Plaintiff asserts that Pope's request that plaintiff trust him to be fair gave rise to extra-contractual duties and created a special relationship between them.(2) In support of his argument, plaintiff cites Eulrich v. Snap-On Tools Corp., 121 Or App 25, 853 P2d 11350, rev den 317 Or 583 (1993), vacated on other grounds 512 US 1231, ___ S Ct ___, ___ P2d ___ (1994).

In Eulrich, the defendant fraudulently induced the plaintiff to enter into a dealership agreement to market its tools, misrepresenting the earning potential of the dealership and encouraging the plaintiff to overextend credit to customers. 121 Or App at 28-29. Within about a year, the plaintiff was in financial trouble and sought to exercise his rights under the agreement to terminate the dealership. Id. at 29. The plaintiff signed a termination agreement waiving any claims against the defendants without reading the agreement. He later sued to rescind the termination agreement and also claimed that the defendants had tortiously breached their duties of good faith and fair dealing. We held that the termination agreement was properly rescinded due to duress and that the plaintiff had a claim in tort for breach of a covenant of good faith and fair dealing that existed separate from the defendants' contractual duties. Id. at 34-36. We noted that, although generally a manufacturer-dealer relationship would not give rise to such duties, the defendants in that case had fostered a "fiduciary-type dependency relationship" with the plaintiff that was not typical of a dealership relationship, because the defendants' representatives rode along with the plaintiff, performed sales for him, completed his paperwork, told him what office equipment and supplies to purchase, and exercised almost complete control over his stock, as well as encouraging him to overextend himself financially. Id at 36-37.

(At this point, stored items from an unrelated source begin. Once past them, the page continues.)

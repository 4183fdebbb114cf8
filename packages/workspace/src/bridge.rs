//! # Surface Bridge
//!
//! Applies inbound [`SurfaceMessage`]s to the authoritative store and
//! answers with the sync messages the other surfaces need.
//!
//! ```text
//! preview / layers ──SurfaceMessage──► SurfaceBridge ──► DocumentStore
//!        ▲                                   │
//!        └────── SyncBlocks / SyncSelection ─┘
//! ```
//!
//! Messages are handled in arrival order but never assumed to be fresh:
//! an inline-edit message for a session that is no longer active, or an
//! action on a block that is gone, is dropped.
//!
//! Structural messages arriving mid-edit checkpoint the inline session:
//! the typing so far becomes its own undo step and a fresh session on the
//! same field picks up the keystrokes that follow.

use crate::autosave::AutosaveCoordinator;
use blockforge_common::FieldPath;
use blockforge_editor::{
    BlockAction, DocumentStore, InlineEditor, Selection, SubscriptionId, SurfaceMessage,
};
use serde_json::Value;
use tokio::sync::mpsc::{UnboundedReceiver, UnboundedSender};

#[derive(Debug, Default)]
pub struct SurfaceBridge {
    store: DocumentStore,
    editor: InlineEditor,
}

impl SurfaceBridge {
    pub fn new(store: DocumentStore) -> Self {
        Self {
            store,
            editor: InlineEditor::new(),
        }
    }

    pub fn store(&self) -> &DocumentStore {
        &self.store
    }

    pub fn store_mut(&mut self) -> &mut DocumentStore {
        &mut self.store
    }

    pub fn editor(&self) -> &InlineEditor {
        &self.editor
    }

    pub fn into_store(self) -> DocumentStore {
        self.store
    }

    /// Apply one message; returns the sync messages to broadcast
    pub fn handle(&mut self, message: SurfaceMessage) -> Vec<SurfaceMessage> {
        let revision = self.store.revision();
        let selection = self.store.selection().clone();
        let name = message.name();

        let applied = self.apply(message);
        tracing::debug!(message = name, applied, "surface message");

        let mut outbound = Vec::new();
        if self.store.revision() != revision {
            outbound.push(SurfaceMessage::SyncBlocks {
                blocks: self.store.blocks().to_vec(),
                revision: self.store.revision(),
            });
        }
        if *self.store.selection() != selection {
            outbound.push(sync_selection(self.store.selection()));
        }
        outbound
    }

    fn apply(&mut self, message: SurfaceMessage) -> bool {
        match message {
            SurfaceMessage::SyncBlocks { blocks, .. } => {
                self.checkpoint_session();
                self.store.set_blocks(blocks);
                true
            }
            SurfaceMessage::SyncSelection {
                selected_block_id,
                selected_block_ids,
            } => {
                if selected_block_ids.is_empty() {
                    return self
                        .store
                        .select_block(selected_block_id.as_deref(), Default::default());
                }
                let mut changed = self.store.select_blocks(&selected_block_ids);
                if let Some(primary) = selected_block_id {
                    if self.store.selected_block_id() != Some(primary.as_str()) {
                        changed |= self.store.add_to_selection(&primary);
                    }
                }
                changed
            }
            SurfaceMessage::Highlight { block_id } => self.store.hover_block(block_id.as_deref()),
            SurfaceMessage::InlineEditStart {
                block_id,
                field_path,
                original_value,
            } => match self
                .editor
                .start_edit(&mut self.store, &block_id, &field_path, original_value)
            {
                Ok(started) => started,
                Err(err) => {
                    tracing::warn!(block_id = %block_id, error = %err, "rejected inline edit start");
                    false
                }
            },
            SurfaceMessage::InlineEditChange {
                block_id,
                field_path,
                value,
            } => {
                if !self.is_active(&block_id, &field_path) {
                    tracing::debug!(block_id = %block_id, "stale inline edit change");
                    return false;
                }
                self.editor.update_value(&mut self.store, value)
            }
            SurfaceMessage::InlineEditEnd {
                block_id,
                field_path,
            } => self.is_active(&block_id, &field_path) && self.editor.end_edit(&mut self.store, true),
            SurfaceMessage::InlineEditCancel {
                block_id,
                field_path,
            } => self.is_active(&block_id, &field_path) && self.editor.end_edit(&mut self.store, false),
            SurfaceMessage::BlockAction { block_id, action } => {
                self.checkpoint_session();
                self.apply_action(&block_id, action)
            }
        }
    }

    /// Save the active inline session and reopen it on the same field
    fn checkpoint_session(&mut self) {
        let Some(session) = self.editor.active_session() else {
            return;
        };
        let block_id = session.block_id.clone();
        let field_path = session.field_path.clone();
        let current = self
            .store
            .block(&block_id)
            .and_then(|block| field_path.get(&block.settings))
            .cloned()
            .unwrap_or(Value::Null);

        self.editor.end_edit(&mut self.store, true);
        if let Err(err) =
            self.editor
                .start_edit(&mut self.store, &block_id, &field_path.to_string(), current)
        {
            tracing::warn!(block_id = %block_id, error = %err, "could not reopen inline edit");
        }
        tracing::debug!(block_id = %block_id, "inline edit checkpointed");
    }

    fn is_active(&self, block_id: &str, field_path: &str) -> bool {
        FieldPath::parse(field_path)
            .map(|path| self.editor.is_editing_field(block_id, &path))
            .unwrap_or(false)
    }

    fn apply_action(&mut self, block_id: &str, action: BlockAction) -> bool {
        match action {
            BlockAction::MoveUp => self.store.move_block_up(block_id),
            BlockAction::MoveDown => self.store.move_block_down(block_id),
            BlockAction::Duplicate => self.store.duplicate_block(block_id).is_some(),
            BlockAction::Delete => self.store.remove_block(block_id),
            BlockAction::AddBelow {
                block_type,
                variant,
            } => self
                .store
                .add_block_below(block_id, block_type, variant.as_deref())
                .is_some(),
        }
    }

    /// Process messages until the inbound channel closes or nobody is
    /// listening any more. Returns the bridge for inspection.
    pub async fn run(
        mut self,
        mut inbound: UnboundedReceiver<SurfaceMessage>,
        outbound: UnboundedSender<SurfaceMessage>,
    ) -> Self {
        while let Some(message) = inbound.recv().await {
            for reply in self.handle(message) {
                if outbound.send(reply).is_err() {
                    tracing::info!("surface bridge outbound closed");
                    return self;
                }
            }
        }
        self
    }
}

fn sync_selection(selection: &Selection) -> SurfaceMessage {
    SurfaceMessage::SyncSelection {
        selected_block_id: selection.primary().map(str::to_string),
        selected_block_ids: selection.ids().to_vec(),
    }
}

/// Store subscriber that schedules an autosave whenever the document
/// changes while dirty
pub struct DirtyWatcher;

impl DirtyWatcher {
    pub fn attach(store: &mut DocumentStore, autosave: AutosaveCoordinator) -> SubscriptionId {
        let mut last_revision = store.revision();
        store.subscribe(move |snapshot| {
            if snapshot.revision == last_revision {
                return;
            }
            last_revision = snapshot.revision;
            if snapshot.is_dirty {
                autosave.start();
            }
        })
    }
}
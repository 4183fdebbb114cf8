//! Cross-surface message protocol.
//!
//! The editor shell, the live preview and the layers panel run in separate
//! contexts and talk through these messages. Receivers must tolerate
//! reordering and stale references (a session already ended, a block
//! already gone).

use blockforge_common::{Block, BlockType};
use serde::{Deserialize, Serialize};
use serde_json::Value;

#[derive(Debug, Clone, PartialEq, Serialize, Deserialize)]
#[serde(tag = "type", rename_all = "kebab-case")]
pub enum SurfaceMessage {
    /// Full block collection from the authoritative store
    #[serde(rename_all = "camelCase")]
    SyncBlocks { blocks: Vec<Block>, revision: u64 },

    #[serde(rename_all = "camelCase")]
    SyncSelection {
        selected_block_id: Option<String>,
        #[serde(default)]
        selected_block_ids: Vec<String>,
    },

    #[serde(rename_all = "camelCase")]
    Highlight { block_id: Option<String> },

    #[serde(rename_all = "camelCase")]
    InlineEditStart {
        block_id: String,
        field_path: String,
        #[serde(default)]
        original_value: Value,
    },

    #[serde(rename_all = "camelCase")]
    InlineEditChange {
        block_id: String,
        field_path: String,
        value: Value,
    },

    #[serde(rename_all = "camelCase")]
    InlineEditEnd { block_id: String, field_path: String },

    #[serde(rename_all = "camelCase")]
    InlineEditCancel { block_id: String, field_path: String },

    #[serde(rename_all = "camelCase")]
    BlockAction { block_id: String, action: BlockAction },
}

impl SurfaceMessage {
    pub fn name(&self) -> &'static str {
        match self {
            SurfaceMessage::SyncBlocks { .. } => "sync-blocks",
            SurfaceMessage::SyncSelection { .. } => "sync-selection",
            SurfaceMessage::Highlight { .. } => "highlight",
            SurfaceMessage::InlineEditStart { .. } => "inline-edit-start",
            SurfaceMessage::InlineEditChange { .. } => "inline-edit-change",
            SurfaceMessage::InlineEditEnd { .. } => "inline-edit-end",
            SurfaceMessage::InlineEditCancel { .. } => "inline-edit-cancel",
            SurfaceMessage::BlockAction { .. } => "block-action",
        }
    }

    /// Whether this message belongs to an inline-edit session
    pub fn is_inline_edit(&self) -> bool {
        matches!(
            self,
            SurfaceMessage::InlineEditStart { .. }
                | SurfaceMessage::InlineEditChange { .. }
                | SurfaceMessage::InlineEditEnd { .. }
                | SurfaceMessage::InlineEditCancel { .. }
        )
    }
}

/// Quick actions from the per-block toolbar
#[derive(Debug, Clone, PartialEq, Serialize, Deserialize)]
#[serde(tag = "kind", rename_all = "kebab-case")]
pub enum BlockAction {
    MoveUp,
    MoveDown,
    Duplicate,
    Delete,
    #[serde(rename_all = "camelCase")]
    AddBelow {
        block_type: BlockType,
        #[serde(default, skip_serializing_if = "Option::is_none")]
        variant: Option<String>,
    },
}
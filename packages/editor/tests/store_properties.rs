//! Invariants that must hold after any sequence of store operations

use blockforge_common::{check_integrity, collect_ids, Block, BlockType, EditorConfig, IdGenerator};
use blockforge_editor::{DocumentStore, MoveDirection, SelectionMode};
use std::collections::HashSet;
use std::sync::{Arc, Mutex};

fn store_with(ids: &[&str]) -> DocumentStore {
    let mut store = DocumentStore::new().with_id_generator(IdGenerator::from_seed("test"));
    store.set_blocks(
        ids.iter()
            .map(|id| Block::new(*id, BlockType::RichText, "default"))
            .collect(),
    );
    store
}

fn top_ids(store: &DocumentStore) -> Vec<String> {
    store.blocks().iter().map(|b| b.id.clone()).collect()
}

/// Mixed workload touching every structural operation
fn churn(store: &mut DocumentStore) {
    store.add_block_by_type(BlockType::Section, None);
    let section = store.blocks().last().unwrap().id.clone();
    store.add_block_to_container(&section, Block::new("", BlockType::Video, "x"), None);
    store.move_block(0, 2);
    store.duplicate_block("b");
    store.select_blocks(&["a".to_string(), "c".to_string()]);
    store.duplicate_selected_blocks();
    store.move_selected_blocks(MoveDirection::Down);
    store.remove_block("a");
    store.duplicate_block(&section);
    store.move_block_to_container("c", Some(&section), Some(0));
    store.select_all();
    store.group_selected_blocks();
    store.remove_selected_blocks();
}

#[test]
fn test_order_contiguity_after_churn() {
    let mut store = store_with(&["a", "b", "c", "d"]);
    churn(&mut store);
    assert!(check_integrity(store.blocks()).is_empty());

    while store.undo() {
        assert!(check_integrity(store.blocks()).is_empty());
    }
}

#[test]
fn test_ids_stay_unique() {
    let mut store = store_with(&["a", "b", "c", "d"]);
    churn(&mut store);
    while store.undo() {}
    while store.redo() {}
    churn(&mut store);

    let ids = collect_ids(store.blocks());
    let unique: HashSet<&String> = ids.iter().collect();
    assert_eq!(ids.len(), unique.len());
}

#[test]
fn test_undo_then_redo_round_trips() {
    let mut store = store_with(&["a", "b", "c"]);
    store.move_block(0, 2);
    store.toggle_block_visibility("b");
    let after = store.blocks().to_vec();

    assert!(store.undo());
    assert!(store.undo());
    assert_eq!(top_ids(&store), vec!["a", "b", "c"]);

    assert!(store.redo());
    assert!(store.redo());
    assert_eq!(store.blocks(), after.as_slice());
}

#[test]
fn test_new_mutation_clears_future() {
    let mut store = store_with(&["a", "b"]);
    store.move_block(0, 1);
    store.undo();
    assert!(store.can_redo());

    store.change_block_variant("a", "wide");
    assert!(!store.can_redo());
    assert_eq!(store.future_len(), 0);
}

#[test]
fn test_history_is_bounded() {
    let mut store = store_with(&["a"]);
    for _ in 0..60 {
        store.toggle_block_visibility("a");
    }
    assert_eq!(store.history_len(), 50);

    let config = EditorConfig {
        history_limit: 5,
        ..EditorConfig::default()
    };
    let mut small = DocumentStore::with_config(config);
    small.set_blocks(vec![Block::new("a", BlockType::Hero, "x")]);
    for _ in 0..10 {
        small.toggle_block_visibility("a");
    }
    assert_eq!(small.history_len(), 5);
}

#[test]
fn test_deleting_selected_block_clears_selection() {
    let mut store = store_with(&["a", "b"]);
    store.select_block(Some("a"), SelectionMode::Replace);
    store.remove_block("a");
    assert_eq!(store.selected_block_id(), None);
    assert!(store.selected_block_ids().is_empty());
}

#[test]
fn test_move_is_reversible() {
    let mut store = store_with(&["a", "b", "c", "d"]);
    store.move_block(1, 3);
    store.move_block(3, 1);
    assert_eq!(top_ids(&store), vec!["a", "b", "c", "d"]);
}

#[test]
fn test_simple_reorder_scenario() {
    let mut store = store_with(&["A", "B", "C"]);
    store.move_block(0, 2);

    assert_eq!(top_ids(&store), vec!["B", "C", "A"]);
    let orders: Vec<usize> = store.blocks().iter().map(|b| b.order).collect();
    assert_eq!(orders, vec![0, 1, 2]);
    assert_eq!(store.history_len(), 1);
    assert!(store.is_dirty());

    store.undo();
    assert_eq!(top_ids(&store), vec!["A", "B", "C"]);
    assert_eq!(store.future_len(), 1);
}

#[test]
fn test_duplicate_scenario() {
    let mut store = store_with(&["A", "B"]);
    let copy = store.duplicate_block("A").unwrap();

    let ids = top_ids(&store);
    assert_eq!(ids.len(), 3);
    assert_eq!(ids[0], "A");
    assert_eq!(ids[1], copy);
    assert_eq!(ids[2], "B");
    assert_eq!(store.selected_block_id(), Some(copy.as_str()));
    assert_eq!(
        store.block(&copy).unwrap().settings,
        store.block("A").unwrap().settings
    );
}

#[test]
fn test_duplicate_container_reidentifies_children() {
    let mut store = store_with(&[]);
    store.set_blocks(vec![Block::new("s", BlockType::Section, "x")
        .with_children(vec![Block::new("child", BlockType::Faq, "x")])]);

    let copy = store.duplicate_block("s").unwrap();
    let copied_child = &store.block(&copy).unwrap().children()[0];
    assert_ne!(copied_child.id, "child");
    assert_eq!(copied_child.parent_id.as_deref(), Some(copy.as_str()));
}

#[test]
fn test_subscribers_observe_each_mutation() {
    let mut store = store_with(&["a", "b"]);
    let revisions = Arc::new(Mutex::new(Vec::new()));
    let sink = revisions.clone();
    store.subscribe(move |snapshot| {
        sink.lock().unwrap().push((snapshot.revision, snapshot.is_dirty, snapshot.can_undo));
    });

    store.move_block(0, 1);
    store.move_block(5, 0);
    store.undo();

    let seen = revisions.lock().unwrap();
    assert_eq!(seen.len(), 2);
    assert!(seen[0].1 && seen[0].2);
    assert!(!seen[1].2);
    assert!(seen[1].0 > seen[0].0);
}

By comparison, in Bennett v. Farmers Ins. Co., 150 Or App 63, 945 P2d 595 (1997), we found no special relationship to exist between the plaintiff, an insurance agent, and several insurance companies with whom he contracted. 150 Or App at 81-82. Under his agreement with the defendants, the plaintiff acted as a district manager over a geographical area. The plaintiff successfully managed his district for about 10 years, earning the defendants over $27 million in profits. The defendants then terminated the agreement, and the plaintiff sued them for breach of contract, breach of fiduciary duty, and tortious breach of the duty of good faith and fair dealing. Id. On the tort claims, we agreed with the trial court that, as a matter of law, there was no evidence of a special relationship between the parties giving rise to extra-contractual duties. Id. at 79. Applying the rules of law from Eulrich and from Conway v. Pacific University, 324 Or 231, 924 P2d 818 (1996), we concluded that the defendants did not have a fiduciary relationship with the plaintiff, because there was no undertaking by the defendants to act in the plaintiff's interest. Id. at 82.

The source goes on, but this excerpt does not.